▶ DATASET RECORDS:
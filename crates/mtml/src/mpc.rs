//! MPC partitioning calls: profiles, configurations and instances.

use std::ffi::{CString, c_uint};
use std::ptr;

use mtml_sys as sys;

use crate::device::u32_getter;
use crate::error::{MtmlError, Result, check};
use crate::handles::Device;
use crate::lifecycle::resolve;

impl Device {
    /// Turns MPC mode on or off (`MTML_DEVICE_MPC_*`).
    pub fn set_mpc_mode(&self, mode: u32) -> Result<()> {
        let f: sys::FnMtmlDeviceSetMpcMode = resolve("mtmlDeviceSetMpcMode")?;
        check(unsafe { f(self.raw, mode) })
    }

    u32_getter!(
        /// Current MPC mode of this device.
        mpc_mode,
        sys::FnMtmlDeviceGetMpcMode,
        "mtmlDeviceGetMpcMode"
    );

    u32_getter!(
        /// Number of MPC profiles this device supports.
        supported_mpc_profile_count,
        sys::FnMtmlDeviceCountSupportedMpcProfiles,
        "mtmlDeviceCountSupportedMpcProfiles"
    );

    /// MPC profiles this device supports.
    pub fn supported_mpc_profiles(&self) -> Result<Vec<sys::MtmlMpcProfile>> {
        let count = self.supported_mpc_profile_count()?;
        if count == 0 {
            return Ok(Vec::new());
        }
        let f: sys::FnMtmlDeviceGetSupportedMpcProfiles =
            resolve("mtmlDeviceGetSupportedMpcProfiles")?;
        let mut profiles = vec![sys::MtmlMpcProfile::default(); count as usize];
        check(unsafe { f(self.raw, count, profiles.as_mut_ptr()) })?;
        Ok(profiles)
    }

    u32_getter!(
        /// Number of MPC configurations this device supports.
        supported_mpc_configuration_count,
        sys::FnMtmlDeviceCountSupportedMpcConfigurations,
        "mtmlDeviceCountSupportedMpcConfigurations"
    );

    /// MPC configurations this device supports.
    pub fn supported_mpc_configurations(&self) -> Result<Vec<sys::MtmlMpcConfiguration>> {
        let count = self.supported_mpc_configuration_count()?;
        if count == 0 {
            return Ok(Vec::new());
        }
        let f: sys::FnMtmlDeviceGetSupportedMpcConfigurations =
            resolve("mtmlDeviceGetSupportedMpcConfigurations")?;
        let mut configs = vec![sys::MtmlMpcConfiguration::default(); count as usize];
        check(unsafe { f(self.raw, count, configs.as_mut_ptr()) })?;
        Ok(configs)
    }

    /// The MPC configuration currently applied to this device.
    pub fn mpc_configuration(&self) -> Result<sys::MtmlMpcConfiguration> {
        let f: sys::FnMtmlDeviceGetMpcConfiguration = resolve("mtmlDeviceGetMpcConfiguration")?;
        let mut config = sys::MtmlMpcConfiguration::default();
        check(unsafe { f(self.raw, &mut config) })?;
        Ok(config)
    }

    /// Looks up a supported MPC configuration by name.
    pub fn mpc_configuration_by_name(&self, name: &str) -> Result<sys::MtmlMpcConfiguration> {
        let f: sys::FnMtmlDeviceGetMpcConfigurationByName =
            resolve("mtmlDeviceGetMpcConfigurationByName")?;
        let name = CString::new(name).map_err(|_| MtmlError::InvalidArgument)?;
        let mut config = sys::MtmlMpcConfiguration::default();
        check(unsafe { f(self.raw, name.as_ptr(), &mut config) })?;
        Ok(config)
    }

    /// Applies the MPC configuration with the given id.
    pub fn set_mpc_configuration(&self, config_id: u32) -> Result<()> {
        let f: sys::FnMtmlDeviceSetMpcConfiguration = resolve("mtmlDeviceSetMpcConfiguration")?;
        check(unsafe { f(self.raw, config_id) })
    }

    u32_getter!(
        /// Number of MPC instances alive on this device.
        mpc_instance_count,
        sys::FnMtmlDeviceCountMpcInstances,
        "mtmlDeviceCountMpcInstances"
    );

    /// MPC instances alive on this device.
    pub fn mpc_instances(&self) -> Result<Vec<Device>> {
        let count = self.mpc_instance_count()?;
        self.instance_list("mtmlDeviceGetMpcInstances", count)
    }

    /// Number of MPC instances created from one profile.
    pub fn mpc_instance_count_by_profile(&self, profile_id: u32) -> Result<u32> {
        let f: sys::FnMtmlDeviceCountMpcInstancesByProfileId =
            resolve("mtmlDeviceCountMpcInstancesByProfileId")?;
        let mut count: c_uint = 0;
        check(unsafe { f(self.raw, profile_id, &mut count) })?;
        Ok(count)
    }

    /// MPC instances created from one profile.
    pub fn mpc_instances_by_profile(&self, profile_id: u32) -> Result<Vec<Device>> {
        let count = self.mpc_instance_count_by_profile(profile_id)?;
        if count == 0 {
            return Ok(Vec::new());
        }
        let f: sys::FnMtmlDeviceGetMpcInstancesByProfileId =
            resolve("mtmlDeviceGetMpcInstancesByProfileId")?;
        let mut raw = vec![ptr::null_mut::<sys::MtmlDeviceOpaque>(); count as usize];
        check(unsafe { f(self.raw, profile_id, count, raw.as_mut_ptr()) })?;
        Ok(raw.into_iter().map(|raw| Device { raw }).collect())
    }

    fn instance_list(&self, symbol: &'static str, count: u32) -> Result<Vec<Device>> {
        if count == 0 {
            return Ok(Vec::new());
        }
        let f: sys::FnMtmlDeviceGetMpcInstances = resolve(symbol)?;
        let mut raw = vec![ptr::null_mut::<sys::MtmlDeviceOpaque>(); count as usize];
        check(unsafe { f(self.raw, count, raw.as_mut_ptr()) })?;
        Ok(raw.into_iter().map(|raw| Device { raw }).collect())
    }

    /// The MPC instance at one index.
    pub fn mpc_instance_by_index(&self, index: u32) -> Result<Device> {
        let f: sys::FnMtmlDeviceGetMpcInstanceByIndex = resolve("mtmlDeviceGetMpcInstanceByIndex")?;
        let mut raw: sys::MtmlDevice = ptr::null_mut();
        check(unsafe { f(self.raw, index, &mut raw) })?;
        Ok(Device { raw })
    }

    /// The parent device of an MPC instance.
    pub fn mpc_parent_device(&self) -> Result<Device> {
        let f: sys::FnMtmlDeviceGetMpcParentDevice = resolve("mtmlDeviceGetMpcParentDevice")?;
        let mut raw: sys::MtmlDevice = ptr::null_mut();
        check(unsafe { f(self.raw, &mut raw) })?;
        Ok(Device { raw })
    }

    /// The profile an MPC instance was created from.
    pub fn mpc_profile_info(&self) -> Result<sys::MtmlMpcProfile> {
        let f: sys::FnMtmlDeviceGetMpcProfileInfo = resolve("mtmlDeviceGetMpcProfileInfo")?;
        let mut profile = sys::MtmlMpcProfile::default();
        check(unsafe { f(self.raw, &mut profile) })?;
        Ok(profile)
    }

    u32_getter!(
        /// Index of an MPC instance within its parent.
        mpc_instance_index,
        sys::FnMtmlDeviceGetMpcInstanceIndex,
        "mtmlDeviceGetMpcInstanceIndex"
    );
}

▶ WHAT YOU SHOULD DO: From the material above, copy exactly the lines between the line holding "let mut profiles" and the line holding "pub fn supported_mpc_configurations(&self)", inclusive, and only those.

▶ YOUR RESPONSE:
        let mut profiles = vec![sys::MtmlMpcProfile::default(); count as usize];
        check(unsafe { f(self.raw, count, profiles.as_mut_ptr()) })?;
        Ok(profiles)
    }

    u32_getter!(
        /// Number of MPC configurations this device supports.
        supported_mpc_configuration_count,
        sys::FnMtmlDeviceCountSupportedMpcConfigurations,
        "mtmlDeviceCountSupportedMpcConfigurations"
    );

    /// MPC configurations this device supports.
    pub fn supported_mpc_configurations(&self) -> Result<Vec<sys::MtmlMpcConfiguration>> {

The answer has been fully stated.